> Doug writes:
> > On Aug 8, 2006, at 12:50 PM, Andy F wrote:
> >>
> >> Vaccines and germ theory have nothing to do with Western medicine?
> >
> > Evidently epidemiology & public health don't either.
> >
>
> But this reasoning flips the consideration. The question is not whether
> "western" medicine contributed to public health, but whether it has
> unique claims (over "alternative" methods) for doing so. Hence, your
> showing that 'western' medicine contributed to vaccines, germ theory,
> epidemiology, public health does not make the case against 'alternative'
> medicine. What you need to show is that 'western' medicine is the sole
> contributor to these issues, or equivalently, that 'alternative'
> medicine did not. For unless you can demonstrate such uselessness of
> 'alternative' medicine, how else can you write "NO ALTERNATIVE"?
Could you identify who is arguing that western medicine is the sole contributor to public or any other kind of health? The original article made no such claim -- quite the opposite -- I sure don't, I don't think Doug did (even if he thinks it). Wojtek maybe? I'm really in the dark here.

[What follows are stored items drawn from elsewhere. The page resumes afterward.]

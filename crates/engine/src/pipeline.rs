// SPDX-License-Identifier: BUSL-1.1
// Copyright (c) 2026 Alfred Jean LLC

//! The stage framework: uniform worker loops linked by bounded channels.

use crate::error::{PipelineError, StageError};
use async_trait::async_trait;
use tokio::sync::mpsc;
use tokio::task::JoinHandle;
use tokio_util::sync::CancellationToken;

/// Default bound for the channels linking stages. Bounded channels make
/// a slow downstream stage exert backpressure instead of dropping work.
pub const DEFAULT_CHANNEL_CAPACITY: usize = 8;

/// One pipeline stage.
///
/// A stage is driven by [`spawn_stage`]: it receives items in arrival
/// order, does its work in `process`, and either forwards the output or
/// surfaces a recoverable [`StageError`].
#[async_trait]
pub trait Stage: Send + 'static {
    type In: Send + 'static;
    type Out: Send + 'static;

    fn name(&self) -> &'static str;

    async fn process(&mut self, item: Self::In) -> Result<Self::Out, StageError>;
}

/// Non-blocking publisher for the shared error channel.
///
/// `report` never blocks a stage: if the channel is full or nobody is
/// listening the error is logged and dropped.
#[derive(Clone, Debug)]
pub struct ErrorSink {
    tx: mpsc::Sender<PipelineError>,
}

impl ErrorSink {
    pub fn new(tx: mpsc::Sender<PipelineError>) -> Self {
        Self { tx }
    }

    pub fn report(&self, stage: &'static str, error: StageError) {
        let error = PipelineError { stage, error };
        tracing::warn!(%error, "stage error");
        let _ = self.tx.try_send(error);
    }
}

/// Run one stage worker until its input closes or the token fires.
///
/// Items are forwarded in arrival order. A failed item is published on
/// the error sink and dropped; surviving items are never reordered.
/// Cancellation returns cleanly with no further sends.
pub fn spawn_stage<S: Stage>(
    mut stage: S,
    mut rx: mpsc::Receiver<S::In>,
    tx: mpsc::Sender<S::Out>,
    errors: ErrorSink,
    cancel: CancellationToken,
) -> JoinHandle<()> {
    tokio::spawn(async move {
        loop {
            let item = tokio::select! {
                _ = cancel.cancelled() => return,
                item = rx.recv() => match item {
                    Some(item) => item,
                    None => return,
                },
            };

            match stage.process(item).await {
                Ok(out) => {
                    if tx.send(out).await.is_err() {
                        return;
                    }
                }
                Err(error) => errors.report(stage.name(), error),
            }
        }
    })
}

#[cfg(test)]
#[path = "pipeline_tests.rs"]
mod tests;
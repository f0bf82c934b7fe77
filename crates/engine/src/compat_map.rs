// SPDX-License-Identifier: BUSL-1.1
// Copyright (c) 2026 Alfred Jean LLC

//! Compat stage: normalise parsed compatibility reports into affected
//! PHP minors.
//!
//! Error-typed findings contribute to the breaking set, warning-typed
//! findings to the warning set; sniff codes outside the compatibility
//! standard contribute nothing. The compatible set is everything in the
//! catalogue not touched by either.

use crate::error::StageError;
use crate::pipeline::{ErrorSink, Stage};
use crate::record::JobRecord;
use async_trait::async_trait;
use reef_core::php::{catalogue, compat};
use reef_core::{audit_result_key, AuditResult, CompatError, CompatibleVersions, Report};

pub struct CompatMap {
    errors: ErrorSink,
}

impl CompatMap {
    pub fn new(errors: ErrorSink) -> Self {
        Self { errors }
    }
}

/// Aggregate every finding in a report into version sets.
pub fn classify_report(report: &Report) -> Result<CompatibleVersions, StageError> {
    let mut breaks: Vec<String> = Vec::new();
    let mut warns: Vec<String> = Vec::new();

    for msg in report.messages() {
        let minors = if msg.is_error() {
            compat::breaks_versions(msg)
        } else {
            compat::warning_versions(msg)
        };
        match minors {
            Ok(minors) if msg.is_error() => breaks.extend(minors),
            Ok(minors) => warns.extend(minors),
            Err(CompatError::UnknownSource(source)) => {
                tracing::debug!(%source, "skipping foreign sniff code");
            }
            Err(error) => return Err(StageError::Compat(error)),
        }
    }

    let breaks = compat::merge_versions(&[&breaks]);
    let warns = compat::merge_versions(&[&warns]);
    let affected = compat::merge_versions(&[&breaks, &warns]);
    let keys: Vec<String> = catalogue::keys().iter().map(|k| k.to_string()).collect();
    let compatible = compat::exclude_versions(&keys, &affected);

    Ok(CompatibleVersions {
        breaks_versions: breaks,
        warnings_versions: warns,
        compatible_versions: compatible,
    })
}

#[async_trait]
impl Stage for CompatMap {
    type In = JobRecord;
    type Out = JobRecord;

    fn name(&self) -> &'static str {
        "compat"
    }

    async fn process(&mut self, mut record: JobRecord) -> Result<JobRecord, StageError> {
        let pending = std::mem::take(&mut record.pending_compat);

        for audit in pending {
            let key = audit_result_key("phpcs", &audit.standard);
            if record.results.contains(&key) {
                self.errors.report(
                    self.name(),
                    StageError::ResultConflict(reef_core::ResultMapError::DuplicateKey(key)),
                );
                continue;
            }

            let result = match classify_report(&audit.report) {
                Ok(versions) => {
                    tracing::info!(
                        title = %record.message.title,
                        standard = %audit.standard,
                        breaks = ?versions.breaks_versions,
                        warns = ?versions.warnings_versions,
                        "compatibility mapped"
                    );
                    AuditResult {
                        raw_storage_key: Some(audit.raw_storage_key),
                        parsed_storage_key: Some(audit.parsed_storage_key),
                        summary: audit.summary,
                        compatible_versions: Some(versions),
                        error: None,
                    }
                }
                Err(error) => {
                    let skipped = AuditResult::skipped(error.to_string());
                    self.errors.report(self.name(), error);
                    skipped
                }
            };

            let value = serde_json::to_value(&result).unwrap_or_default();
            record.results.insert(key, value)?;
        }

        Ok(record)
    }
}

#[cfg(test)]
#[path = "compat_map_tests.rs"]
mod tests;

> I wrote: "alternative" remedies are stolen by establishment medicine and
> claimed as one of its successes. The last bit above does not say that at
> all. For instance, it does not address my underlying point that some of
> the successes offered in favour of establishment medicine are ideas that
> were discovered and appropriated from "alternatives" **AND** therefore
> these successes demonstrate the usefulness of alternatives, and IN FACT
> not that of establishment medicine.
I don't think I understand the bit about establishment medicine stealing alternative remedies. Should establishment medicine ignore remedies that might work? Not even examine and test them? If you are talking about pharaceutical companies scooping up traditional knowledge of, say, turmeric, patenting it, and preventing the people who practiced and preserved the knowledge in the first place from using, well sure, that's manifestly unjust. But in that case you're talking about capitalistic medicine, not western medicine. Would you object to Cuban (or any other nominally or otherwise socialistic) researchers -- who I would guess are pretty mainstream in practice -- devloping something from ayurveda and releasing it into the public domain? Would you consider this theft?